We were a thoroughly cynical generation, hung over from the riots and assassinations, a war we probably shouldn’t have fought, and the armies of homeless men left over from it, and the hearings and the scandals that embodied the decade before. We were tired of fighting. Come December we didn’t want to serve soup to the poor or spend hours at the Mall, we wanted to curl up under a blanket and pray for snow. We wished for a snowy Christmas, but more often we wished for a nicer place to live, a better world, a decent job so we could afford to have a family of our own. Many of us wished we’d never been born. There was something about this forgotten movie that reminded us of what the world was like when neighbors looked out for each other, and what could happen if they didn’t. Wasn’t looking out for each other the whole idea of Christmas--at least the idea of Christmas in America?

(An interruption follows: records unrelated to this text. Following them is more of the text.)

//! Error types for ShardPipe
//!
//! Provides a unified error type for all pipeline, storage and shard operations.

use thiserror::Error;

/// Result type alias for ShardPipe operations
pub type Result<T> = std::result::Result<T, ShardPipeError>;

/// Unified error type for ShardPipe
#[derive(Error, Debug)]
pub enum ShardPipeError {
    // ===== Caller Errors =====
    #[error("Invalid argument: {0}")]
    InvalidArgument(String),

    #[error("Operation not supported: {0}")]
    NotSupported(&'static str),

    #[error("Configuration error: {0}")]
    Configuration(String),

    // ===== Placement Errors =====
    #[error("Not enough shards available")]
    ShardsUnavailable,

    #[error("Unexpected object count: expected {expected}, got {actual}")]
    UnexpectedObjectCount { expected: usize, actual: usize },

    #[error("Invalid data size: expected {expected}, got {actual}")]
    InvalidDataSize { expected: u64, actual: u64 },

    // ===== Integrity Errors =====
    #[error("Object chunk #{index}'s data and hash do not match")]
    HashMismatch { index: usize },

    #[error("Processing error: {0}")]
    Processing(String),

    #[error("Invalid key length: {0} bytes")]
    InvalidKeyLength(usize),

    // ===== Erasure Coding Errors =====
    #[error("Erasure coding error: {0}")]
    ErasureCoding(String),

    #[error("Insufficient shards: have {available}, need {required}")]
    InsufficientShards { available: usize, required: usize },

    // ===== Shard Errors =====
    #[error("Key not found")]
    KeyNotFound,

    #[error("Object corrupted")]
    ObjectCorrupted,

    #[error("Namespace full: {used} / {capacity} bytes")]
    NamespaceFull { used: u64, capacity: u64 },

    #[error("Permission denied: {0}")]
    PermissionDenied(String),

    #[error("Transport error: {0}")]
    Transport(String),

    // ===== I/O Errors =====
    #[error("I/O error: {0}")]
    Io(#[from] std::io::Error),

    // ===== Generic Errors =====
    #[error("Operation cancelled")]
    Cancelled,

    #[error("Internal error: {0}")]
    Internal(String),
}

impl ShardPipeError {
    /// Integrity failures are fatal and must never be swallowed by a shard loop.
    pub fn is_integrity_failure(&self) -> bool {
        matches!(
            self,
            ShardPipeError::HashMismatch { .. }
                | ShardPipeError::Processing(_)
                | ShardPipeError::InvalidKeyLength(_)
        )
    }

    /// Errors reported by a shard client rather than by the pipeline itself.
    pub fn is_shard_error(&self) -> bool {
        matches!(
            self,
            ShardPipeError::KeyNotFound
                | ShardPipeError::ObjectCorrupted
                | ShardPipeError::NamespaceFull { .. }
                | ShardPipeError::PermissionDenied(_)
                | ShardPipeError::Transport(_)
        )
    }
}

impl From<reed_solomon_erasure::Error> for ShardPipeError {
    fn from(err: reed_solomon_erasure::Error) -> Self {
        ShardPipeError::ErasureCoding(err.to_string())
    }
}

impl From<tokio::task::JoinError> for ShardPipeError {
    fn from(err: tokio::task::JoinError) -> Self {
        if err.is_cancelled() {
            ShardPipeError::Cancelled
        } else {
            ShardPipeError::Internal(format!("worker task panicked: {}", err))
        }
    }
}

#[cfg(test)]
mod tests {
    use super::*;

    #[test]
    fn test_error_display() {
        let err = ShardPipeError::InsufficientShards {
            available: 8,
            required: 10,
        };
        assert_eq!(err.to_string(), "Insufficient shards: have 8, need 10");

        let err = ShardPipeError::HashMismatch { index: 3 };
        assert_eq!(
            err.to_string(),
            "Object chunk #3's data and hash do not match"
        );
    }

    #[test]
    fn test_error_from_io() {
        let io_err = std::io::Error::new(std::io::ErrorKind::NotFound, "file not found");
        let err: ShardPipeError = io_err.into();
        assert!(matches!(err, ShardPipeError::Io(_)));
    }

    #[test]
    fn test_error_classification() {
        assert!(ShardPipeError::HashMismatch { index: 0 }.is_integrity_failure());
        assert!(ShardPipeError::Processing("bad frame".into()).is_integrity_failure());
        assert!(!ShardPipeError::ShardsUnavailable.is_integrity_failure());

        assert!(ShardPipeError::KeyNotFound.is_shard_error());
        assert!(ShardPipeError::NamespaceFull { used: 1, capacity: 1 }.is_shard_error());
        assert!(!ShardPipeError::ShardsUnavailable.is_shard_error());
    }
}
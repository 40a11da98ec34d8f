//! Reversible byte transforms applied to every chunk
//!
//! A [`Processor`] turns plaintext into stored bytes on write and back on
//! read. For every valid configuration `read_process(write_process(x)) == x`.
//!
//! Processors that produce output in an internal scratch buffer report
//! so through [`Processor::shared_write_buffer`] and
//! [`Processor::shared_read_buffer`]. The returned [`Bytes`] then pins that
//! scratch allocation, and callers take an owned copy before handing the
//! data to another task.

mod compression;
mod encryption;

pub use compression::{CompressionMode, CompressionType, Compressor};
pub use encryption::{EncryptionType, Encrypter, NONCE_SIZE, TAG_SIZE};

use crate::error::Result;
use bytes::Bytes;
use std::sync::Arc;

/// Builds a fresh processor for a single worker
pub type ProcessorConstructor = Arc<dyn Fn() -> Result<Processor> + Send + Sync>;

/// A reversible byte transform
#[derive(Default)]
pub enum Processor {
    /// Identity in both directions
    #[default]
    Nop,
    /// Compression on write, decompression on read
    Compressor(Compressor),
    /// Authenticated encryption on write, decryption on read
    Encrypter(Encrypter),
    /// Applies its members in order on write, in reverse order on read
    Chain(Vec<Processor>),
}

impl Processor {
    /// Compress with the given algorithm and mode
    pub fn compressor(kind: CompressionType, mode: CompressionMode) -> Result<Self> {
        Ok(Processor::Compressor(Compressor::new(kind, mode)?))
    }

    /// Encrypt with the given private key
    pub fn encrypter(kind: EncryptionType, key: &[u8]) -> Result<Self> {
        Ok(Processor::Encrypter(Encrypter::new(kind, key)?))
    }

    /// Chain processors; a single-member chain collapses to that member
    pub fn chain(mut processors: Vec<Processor>) -> Self {
        match processors.len() {
            0 => Processor::Nop,
            1 => processors.remove(0),
            _ => Processor::Chain(processors),
        }
    }

    /// Transform plaintext into the bytes to store
    pub fn write_process(&mut self, data: Bytes) -> Result<Bytes> {
        match self {
            Processor::Nop => Ok(data),
            Processor::Compressor(c) => c.compress(&data),
            Processor::Encrypter(e) => e.encrypt(&data),
            Processor::Chain(processors) => processors
                .iter_mut()
                .try_fold(data, |data, p| p.write_process(data)),
        }
    }

    /// Transform stored bytes back into plaintext
    pub fn read_process(&mut self, data: Bytes) -> Result<Bytes> {
        match self {
            Processor::Nop => Ok(data),
            Processor::Compressor(c) => c.decompress(&data),
            Processor::Encrypter(e) => e.decrypt(&data),
            Processor::Chain(processors) => processors
                .iter_mut()
                .rev()
                .try_fold(data, |data, p| p.read_process(data)),
        }
    }

    /// Whether `write_process` output lives in a reused scratch buffer
    pub fn shared_write_buffer(&self) -> bool {
        match self {
            Processor::Nop => false,
            Processor::Compressor(_) | Processor::Encrypter(_) => true,
            Processor::Chain(processors) => processors
                .last()
                .map(|p| p.shared_write_buffer())
                .unwrap_or(false),
        }
    }

    /// Whether `read_process` output lives in a reused scratch buffer
    pub fn shared_read_buffer(&self) -> bool {
        match self {
            Processor::Nop => false,
            Processor::Compressor(_) | Processor::Encrypter(_) => true,
            Processor::Chain(processors) => processors
                .first()
                .map(|p| p.shared_read_buffer())
                .unwrap_or(false),
        }
    }
}

/// Constructor for the identity processor
pub fn nop_constructor() -> ProcessorConstructor {
    Arc::new(|| Ok(Processor::Nop))
}

/// Constructor following the standard processing policy:
///
/// - compression disabled and no key: identity
/// - compression disabled: encryption only
/// - no key: compression only
/// - otherwise compression, then encryption
pub fn processor_constructor(
    compression: (CompressionType, CompressionMode),
    encryption: (EncryptionType, Vec<u8>),
) -> ProcessorConstructor {
    let (compression_type, compression_mode) = compression;
    let (encryption_type, key) = encryption;
    let compress = compression_mode != CompressionMode::Disabled;
    let encrypt = !key.is_empty();

    match (compress, encrypt) {
        (false, false) => nop_constructor(),
        (false, true) => Arc::new(move || Processor::encrypter(encryption_type, &key)),
        (true, false) => Arc::new(move || Processor::compressor(compression_type, compression_mode)),
        (true, true) => Arc::new(move || {
            Ok(Processor::chain(vec![
                Processor::compressor(compression_type, compression_mode)?,
                Processor::encrypter(encryption_type, &key)?,
            ]))
        }),
    }
}

/// Copy `data` out of a processor's scratch buffer when it is shared.
pub fn detach(data: Bytes, shared: bool) -> Bytes {
    if shared {
        Bytes::copy_from_slice(&data)
    } else {
        data
    }
}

George Bailey, the nice guy James Stewart plays in the movie, did his duty by everyone he knew. Was he a fool for putting everybody else first? In a Harvard Businesss School sense he was. He took over the family Building & Loan his dad had founded, even though he had the smarts to go off and become a millionaire somewhere else. He did it because he saw his duty there. Profits were small because the Building & Loan was just that; it wasn’t a gold mine, it wasn’t about taking and keeping, it was about building and loaning, helping neighbors to live a better life. Even though he was sorely tempted, George Bailey never fired the loyal, befuddled Uncle Billy, and he never would, because he was loyal to his employees. He didn’t sell out to old man Potter, either, because he knew Potter only meant to shut the office down, consolidate, fire people, eliminate the competition and raise prices afterwards. If Potter had his way, nobody in town would own his own home; Potter would own everything.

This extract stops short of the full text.